Stored items from a collection:
......
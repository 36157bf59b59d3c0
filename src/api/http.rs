use std::time::Duration;

use reqwest::blocking::multipart::{Form, Part};
use reqwest::blocking::{Client, RequestBuilder, Response};
use reqwest::Url;
use serde::de::DeserializeOwned;

use super::error::{classify_rejection, clean_detail, ApiError};
use super::types::*;
use super::ClinicalApi;
use crate::config::ClientConfig;
use crate::models::{
    MisclassifiedScan, NewPatient, PatientRecord, RetrainConfig, RetrainOutcome, RetrainStats,
    ScanImage, ScanLabel, SymptomVector,
};

/// Connect timeout, separate from the (long) request timeout.
const CONNECT_TIMEOUT_SECS: u64 = 10;

/// HTTP client for the clinical backend.
pub struct HttpClinicalApi {
    base_url: Url,
    client: Client,
    timeout_secs: u64,
}

impl HttpClinicalApi {
    pub fn new(base_url: &str, timeout_secs: u64) -> Result<Self, ApiError> {
        let normalized = format!("{}/", base_url.trim().trim_end_matches('/'));
        let base_url = Url::parse(&normalized)
            .map_err(|e| ApiError::Http(format!("invalid base URL {base_url}: {e}")))?;

        let client = Client::builder()
            .connect_timeout(Duration::from_secs(CONNECT_TIMEOUT_SECS))
            .timeout(Duration::from_secs(timeout_secs))
            .build()
            .map_err(|e| ApiError::Http(e.to_string()))?;

        Ok(Self {
            base_url,
            client,
            timeout_secs,
        })
    }

    pub fn from_config(config: &ClientConfig) -> Result<Self, ApiError> {
        Self::new(&config.base_url, config.timeout_secs)
    }

    pub fn base_url(&self) -> &str {
        self.base_url.as_str().trim_end_matches('/')
    }

    /// Build an endpoint URL; each segment is percent-encoded.
    fn endpoint(&self, segments: &[&str]) -> Result<Url, ApiError> {
        let mut url = self.base_url.clone();
        {
            let mut path = url
                .path_segments_mut()
                .map_err(|_| ApiError::Http(format!("base URL cannot be a base: {}", self.base_url)))?;
            path.pop_if_empty();
            path.extend(segments);
        }
        Ok(url)
    }

    fn send(&self, request: RequestBuilder) -> Result<Response, ApiError> {
        request.send().map_err(|e| {
            if e.is_connect() {
                ApiError::Connection(self.base_url().to_string())
            } else if e.is_timeout() {
                ApiError::Timeout(self.timeout_secs)
            } else {
                ApiError::Http(e.to_string())
            }
        })
    }

    /// Pass successful responses through; classify everything else.
    fn check(response: Response) -> Result<Response, ApiError> {
        let status = response.status();
        if status.is_success() {
            return Ok(response);
        }

        let body = response.text().unwrap_or_default();
        let detail = serde_json::from_str::<ErrorBody>(&body)
            .ok()
            .and_then(|b| b.detail_text())
            .map(|d| clean_detail(&d))
            .filter(|d| !d.is_empty());

        tracing::debug!(status = status.as_u16(), detail = ?detail, "Backend rejected request");
        Err(classify_rejection(status.as_u16(), detail))
    }

    fn parse<T: DeserializeOwned>(response: Response) -> Result<T, ApiError> {
        response
            .json()
            .map_err(|e| ApiError::ResponseParsing(e.to_string()))
    }

    fn get_json<T: DeserializeOwned>(&self, segments: &[&str]) -> Result<T, ApiError> {
        let url = self.endpoint(segments)?;
        let response = self.send(self.client.get(url))?;
        Self::parse(Self::check(response)?)
    }

    fn post_json<B: serde::Serialize + ?Sized, T: DeserializeOwned>(
        &self,
        segments: &[&str],
        body: &B,
    ) -> Result<T, ApiError> {
        let url = self.endpoint(segments)?;
        let response = self.send(self.client.post(url).json(body))?;
        Self::parse(Self::check(response)?)
    }

    fn post_form(&self, segments: &[&str], form: Form) -> Result<Response, ApiError> {
        let url = self.endpoint(segments)?;
        let response = self.send(self.client.post(url).multipart(form))?;
        Self::check(response)
    }

    fn image_part(image: &ScanImage) -> Result<Part, ApiError> {
        Part::bytes(image.bytes.clone())
            .file_name(image.file_name.clone())
            .mime_str(&image.mime_type())
            .map_err(|e| ApiError::Http(e.to_string()))
    }
}

impl ClinicalApi for HttpClinicalApi {
    fn list_patients(&self) -> Result<Vec<PatientRecord>, ApiError> {
        self.get_json(&["patients", "all"])
    }

    fn register_patient(&self, patient: &NewPatient) -> Result<String, ApiError> {
        let created: PatientCreated = self.post_json(&["api", "patient"], patient)?;
        Ok(created.patient_id)
    }

    fn predict_stroke(&self, symptoms: &SymptomVector) -> Result<f64, ApiError> {
        let prediction: StrokePrediction = self.post_json(&["predict-stroke"], symptoms)?;
        Ok(prediction.predicted_risk_percentage)
    }

    fn save_symptoms(&self, request: &SaveSymptomsRequest) -> Result<(), ApiError> {
        let _: serde_json::Value = self.post_json(&["save-symptoms"], request)?;
        Ok(())
    }

    fn predict_ct_scan(&self, image: &ScanImage) -> Result<String, ApiError> {
        let form = Form::new().part("file", Self::image_part(image)?);
        let prediction: CtPrediction = Self::parse(self.post_form(&["predict-ct-scan"], form)?)?;
        Ok(prediction.predicted_label)
    }

    fn save_ct_scan(&self, image: &ScanImage, form: &SaveScanForm) -> Result<(), ApiError> {
        let body = Form::new()
            .part("file", Self::image_part(image)?)
            .text("patient_id", form.patient_id.clone())
            .text("id_number", form.id_number.clone())
            .text("classification", form.classification.as_str())
            .text("doctor_username", form.doctor_username.clone())
            .text("model_training", form.model_training);
        self.post_form(&["save-ct-scan"], body)?;
        Ok(())
    }

    fn report_misclassification(
        &self,
        image: &ScanImage,
        form: &MisclassificationForm,
    ) -> Result<Option<u64>, ApiError> {
        let body = Form::new()
            .part("file", Self::image_part(image)?)
            .text("patient_id", form.patient_id.clone())
            .text("id_number", form.id_number.clone())
            .text("model_prediction", form.model_prediction.as_str())
            .text("correct_label", form.correct_label.as_str())
            .text("doctor_username", form.doctor_username.clone());
        let response = self.post_form(&["report-misclassification"], body)?;
        let receipt: MisclassificationReceipt = Self::parse(response)?;
        Ok(receipt.id)
    }

    fn check_readiness(&self, patient_id: &str) -> Result<bool, ApiError> {
        let readiness: Readiness = self.get_json(&["check-patient-readiness", patient_id])?;
        Ok(readiness.ready)
    }

    fn has_symptom_record(&self, patient_id: &str) -> Result<bool, ApiError> {
        match self.get_json::<serde_json::Value>(&["api", "patient_symptoms", patient_id]) {
            Ok(_) => Ok(true),
            Err(ApiError::Rejected { status: 404, .. }) => Ok(false),
            Err(e) => Err(e),
        }
    }

    fn has_ct_record(&self, patient_id: &str) -> Result<bool, ApiError> {
        let body: serde_json::Value = self.get_json(&["api", "patient_ct_scans", patient_id])?;
        Ok(body.as_object().is_some_and(|fields| !fields.is_empty()))
    }

    fn list_misclassified(&self) -> Result<Vec<MisclassifiedScan>, ApiError> {
        self.get_json(&["misclassified-ct-scans"])
    }

    fn approve_misclassification(&self, request_id: u64, new_label: ScanLabel) -> Result<(), ApiError> {
        let body = Form::new()
            .text("misclassified_id", request_id.to_string())
            .text("new_label", new_label.as_str());
        self.post_form(&["approve-misclassification"], body)?;
        Ok(())
    }

    fn retrain_stats(&self) -> Result<RetrainStats, ApiError> {
        self.get_json(&["retrain-model", "stats"])
    }

    fn retrain(&self, config: &RetrainConfig) -> Result<RetrainOutcome, ApiError> {
        self.post_json(&["retrain-model"], config)
    }

    fn clinical_insight(&self, patient_id: &str) -> Result<InsightResponse, ApiError> {
        self.get_json(&["chatbot", "clinical-insight", patient_id])
    }

    fn ask(&self, question: &str) -> Result<AskResponse, ApiError> {
        self.post_json(&["chatbot", "ask"], &AskRequest { question })
    }
}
......
# WHAT THIS TASK INVOLVES
Every line above with the string "reqwest" in it needs to be copied.

# TASK RESULT
use reqwest::blocking::multipart::{Form, Part};
use reqwest::blocking::{Client, RequestBuilder, Response};
use reqwest::Url;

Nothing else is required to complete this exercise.